▸ **How to complete this task**:
The expected answer is the set of lines in the data below between the line holding "mod dead_target;" and the line holding "pub use veto::VetoPolicy;", inclusive, written out exactly.

▸ **Extracted information**:
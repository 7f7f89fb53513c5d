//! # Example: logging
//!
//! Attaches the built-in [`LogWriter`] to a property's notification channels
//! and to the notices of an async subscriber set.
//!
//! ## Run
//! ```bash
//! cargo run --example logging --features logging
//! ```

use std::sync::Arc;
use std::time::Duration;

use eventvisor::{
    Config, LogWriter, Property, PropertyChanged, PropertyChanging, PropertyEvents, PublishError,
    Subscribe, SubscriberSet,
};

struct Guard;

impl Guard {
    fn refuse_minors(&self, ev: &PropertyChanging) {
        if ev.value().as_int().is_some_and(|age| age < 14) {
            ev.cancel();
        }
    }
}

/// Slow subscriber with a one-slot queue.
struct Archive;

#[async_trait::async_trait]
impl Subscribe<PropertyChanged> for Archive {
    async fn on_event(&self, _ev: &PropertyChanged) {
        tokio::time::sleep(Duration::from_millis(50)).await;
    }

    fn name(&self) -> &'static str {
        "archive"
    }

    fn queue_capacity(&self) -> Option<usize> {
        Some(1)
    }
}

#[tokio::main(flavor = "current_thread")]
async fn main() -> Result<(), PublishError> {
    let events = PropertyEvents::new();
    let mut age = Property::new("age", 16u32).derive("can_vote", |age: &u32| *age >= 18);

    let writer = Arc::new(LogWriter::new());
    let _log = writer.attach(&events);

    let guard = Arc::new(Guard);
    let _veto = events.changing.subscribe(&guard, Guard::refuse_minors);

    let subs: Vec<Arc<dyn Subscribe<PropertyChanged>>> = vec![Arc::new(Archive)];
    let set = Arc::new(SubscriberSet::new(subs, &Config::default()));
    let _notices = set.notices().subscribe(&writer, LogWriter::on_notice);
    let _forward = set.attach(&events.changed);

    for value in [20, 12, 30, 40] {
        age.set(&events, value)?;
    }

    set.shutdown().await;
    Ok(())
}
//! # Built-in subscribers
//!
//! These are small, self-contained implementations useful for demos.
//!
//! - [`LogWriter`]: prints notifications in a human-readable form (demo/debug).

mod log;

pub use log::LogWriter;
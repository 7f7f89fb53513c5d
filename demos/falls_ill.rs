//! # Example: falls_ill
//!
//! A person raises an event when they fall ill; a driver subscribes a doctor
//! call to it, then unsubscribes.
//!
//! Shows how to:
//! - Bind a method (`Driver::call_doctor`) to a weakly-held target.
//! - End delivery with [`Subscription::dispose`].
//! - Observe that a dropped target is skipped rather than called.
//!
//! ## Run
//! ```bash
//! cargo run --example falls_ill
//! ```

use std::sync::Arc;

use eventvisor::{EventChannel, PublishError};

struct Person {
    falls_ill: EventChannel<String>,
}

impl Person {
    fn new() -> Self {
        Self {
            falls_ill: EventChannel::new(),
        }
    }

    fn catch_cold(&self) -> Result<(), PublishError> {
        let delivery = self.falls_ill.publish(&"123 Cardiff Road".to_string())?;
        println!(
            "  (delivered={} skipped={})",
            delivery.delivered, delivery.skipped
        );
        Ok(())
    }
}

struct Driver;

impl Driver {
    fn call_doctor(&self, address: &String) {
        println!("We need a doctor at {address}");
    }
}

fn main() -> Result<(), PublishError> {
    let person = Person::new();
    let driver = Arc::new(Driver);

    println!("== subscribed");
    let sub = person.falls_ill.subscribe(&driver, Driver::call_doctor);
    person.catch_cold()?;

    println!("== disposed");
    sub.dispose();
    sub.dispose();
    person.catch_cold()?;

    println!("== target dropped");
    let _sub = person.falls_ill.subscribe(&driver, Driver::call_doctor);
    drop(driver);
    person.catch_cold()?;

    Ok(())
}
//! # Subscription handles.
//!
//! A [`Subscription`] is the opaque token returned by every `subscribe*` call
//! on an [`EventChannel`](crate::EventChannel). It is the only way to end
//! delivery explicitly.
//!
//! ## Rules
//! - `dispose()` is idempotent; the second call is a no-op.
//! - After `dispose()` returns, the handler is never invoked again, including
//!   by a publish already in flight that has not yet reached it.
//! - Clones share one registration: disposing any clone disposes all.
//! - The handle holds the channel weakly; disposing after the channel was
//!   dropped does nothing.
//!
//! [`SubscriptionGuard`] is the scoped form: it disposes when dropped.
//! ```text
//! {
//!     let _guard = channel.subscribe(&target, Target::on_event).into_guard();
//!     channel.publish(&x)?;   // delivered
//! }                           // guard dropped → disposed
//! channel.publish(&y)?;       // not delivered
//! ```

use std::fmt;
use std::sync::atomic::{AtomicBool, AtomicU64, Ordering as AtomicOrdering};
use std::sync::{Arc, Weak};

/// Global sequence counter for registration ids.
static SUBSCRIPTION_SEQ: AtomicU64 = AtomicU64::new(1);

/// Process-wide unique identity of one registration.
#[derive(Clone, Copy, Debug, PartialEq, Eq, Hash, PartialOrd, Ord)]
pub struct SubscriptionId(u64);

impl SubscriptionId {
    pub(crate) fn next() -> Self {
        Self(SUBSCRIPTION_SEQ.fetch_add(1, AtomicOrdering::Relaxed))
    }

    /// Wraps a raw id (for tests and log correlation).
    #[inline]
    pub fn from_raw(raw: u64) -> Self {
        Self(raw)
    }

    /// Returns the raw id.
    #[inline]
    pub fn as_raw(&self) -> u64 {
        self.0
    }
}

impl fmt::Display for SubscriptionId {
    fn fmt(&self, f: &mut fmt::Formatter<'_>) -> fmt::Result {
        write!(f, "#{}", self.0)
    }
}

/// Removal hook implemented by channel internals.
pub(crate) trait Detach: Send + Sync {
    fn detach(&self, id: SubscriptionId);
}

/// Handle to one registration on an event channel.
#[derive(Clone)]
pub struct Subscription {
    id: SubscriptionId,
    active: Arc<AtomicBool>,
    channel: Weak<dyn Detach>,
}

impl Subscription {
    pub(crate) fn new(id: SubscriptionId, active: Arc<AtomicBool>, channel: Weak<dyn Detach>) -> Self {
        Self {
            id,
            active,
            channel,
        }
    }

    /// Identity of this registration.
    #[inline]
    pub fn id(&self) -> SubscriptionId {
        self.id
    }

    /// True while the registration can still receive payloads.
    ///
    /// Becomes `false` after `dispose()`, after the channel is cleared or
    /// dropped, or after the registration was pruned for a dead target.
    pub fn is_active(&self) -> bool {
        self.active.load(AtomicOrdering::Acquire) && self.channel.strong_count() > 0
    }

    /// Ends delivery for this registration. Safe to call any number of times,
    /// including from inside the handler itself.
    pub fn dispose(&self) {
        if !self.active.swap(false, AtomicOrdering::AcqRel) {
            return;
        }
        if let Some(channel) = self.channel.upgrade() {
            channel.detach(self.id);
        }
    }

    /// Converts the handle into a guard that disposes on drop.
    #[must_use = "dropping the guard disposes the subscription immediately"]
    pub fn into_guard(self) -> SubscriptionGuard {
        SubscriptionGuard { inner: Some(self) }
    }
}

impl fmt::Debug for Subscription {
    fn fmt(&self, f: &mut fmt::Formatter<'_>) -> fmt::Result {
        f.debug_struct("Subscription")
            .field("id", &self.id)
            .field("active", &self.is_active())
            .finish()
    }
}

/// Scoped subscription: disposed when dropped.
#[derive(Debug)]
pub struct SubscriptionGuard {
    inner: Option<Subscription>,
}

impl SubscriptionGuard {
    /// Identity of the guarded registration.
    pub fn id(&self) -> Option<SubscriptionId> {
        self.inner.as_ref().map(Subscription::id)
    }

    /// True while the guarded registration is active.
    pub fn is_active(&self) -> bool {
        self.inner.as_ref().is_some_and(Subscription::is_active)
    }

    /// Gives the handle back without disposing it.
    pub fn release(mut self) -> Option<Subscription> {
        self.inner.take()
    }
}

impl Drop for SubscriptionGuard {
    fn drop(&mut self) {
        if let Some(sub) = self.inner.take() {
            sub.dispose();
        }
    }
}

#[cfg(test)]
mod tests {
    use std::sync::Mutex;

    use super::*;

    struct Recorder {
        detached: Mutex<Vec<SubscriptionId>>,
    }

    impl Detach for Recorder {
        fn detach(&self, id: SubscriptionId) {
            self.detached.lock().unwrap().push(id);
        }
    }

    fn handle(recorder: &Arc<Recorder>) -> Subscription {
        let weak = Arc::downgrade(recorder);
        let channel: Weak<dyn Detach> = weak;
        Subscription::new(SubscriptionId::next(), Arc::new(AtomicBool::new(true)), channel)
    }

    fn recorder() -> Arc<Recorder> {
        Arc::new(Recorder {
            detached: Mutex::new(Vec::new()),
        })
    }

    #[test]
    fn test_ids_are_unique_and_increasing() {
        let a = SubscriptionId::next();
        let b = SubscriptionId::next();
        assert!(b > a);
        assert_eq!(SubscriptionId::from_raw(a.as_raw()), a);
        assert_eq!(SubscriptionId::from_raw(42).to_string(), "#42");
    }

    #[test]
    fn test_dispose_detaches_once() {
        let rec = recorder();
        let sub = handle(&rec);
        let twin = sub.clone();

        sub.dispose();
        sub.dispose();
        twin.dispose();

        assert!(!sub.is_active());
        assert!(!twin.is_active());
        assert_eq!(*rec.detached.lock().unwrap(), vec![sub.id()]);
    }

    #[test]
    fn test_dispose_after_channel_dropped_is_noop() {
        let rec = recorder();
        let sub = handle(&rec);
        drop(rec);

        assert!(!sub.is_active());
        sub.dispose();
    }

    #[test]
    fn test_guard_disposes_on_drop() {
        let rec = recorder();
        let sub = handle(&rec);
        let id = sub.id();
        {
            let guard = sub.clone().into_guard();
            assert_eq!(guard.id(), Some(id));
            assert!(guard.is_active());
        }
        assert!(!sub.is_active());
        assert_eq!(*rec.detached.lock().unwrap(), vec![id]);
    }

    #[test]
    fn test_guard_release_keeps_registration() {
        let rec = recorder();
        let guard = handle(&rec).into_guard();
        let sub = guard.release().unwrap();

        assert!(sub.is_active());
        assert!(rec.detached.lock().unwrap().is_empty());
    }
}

==

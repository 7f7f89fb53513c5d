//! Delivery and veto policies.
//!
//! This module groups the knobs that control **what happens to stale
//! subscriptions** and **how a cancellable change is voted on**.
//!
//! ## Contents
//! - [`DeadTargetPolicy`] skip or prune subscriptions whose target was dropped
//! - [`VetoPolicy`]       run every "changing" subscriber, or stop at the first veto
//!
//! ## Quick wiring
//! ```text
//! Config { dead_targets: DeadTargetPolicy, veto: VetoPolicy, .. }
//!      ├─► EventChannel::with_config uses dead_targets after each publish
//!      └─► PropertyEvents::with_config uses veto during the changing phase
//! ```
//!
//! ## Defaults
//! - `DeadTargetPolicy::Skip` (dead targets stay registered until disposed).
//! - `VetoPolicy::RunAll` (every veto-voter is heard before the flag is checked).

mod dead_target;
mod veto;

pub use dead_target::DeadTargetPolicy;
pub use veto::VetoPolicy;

▸ **Output**:
mod dead_target;
mod veto;

pub use dead_target::DeadTargetPolicy;
pub use veto::VetoPolicy;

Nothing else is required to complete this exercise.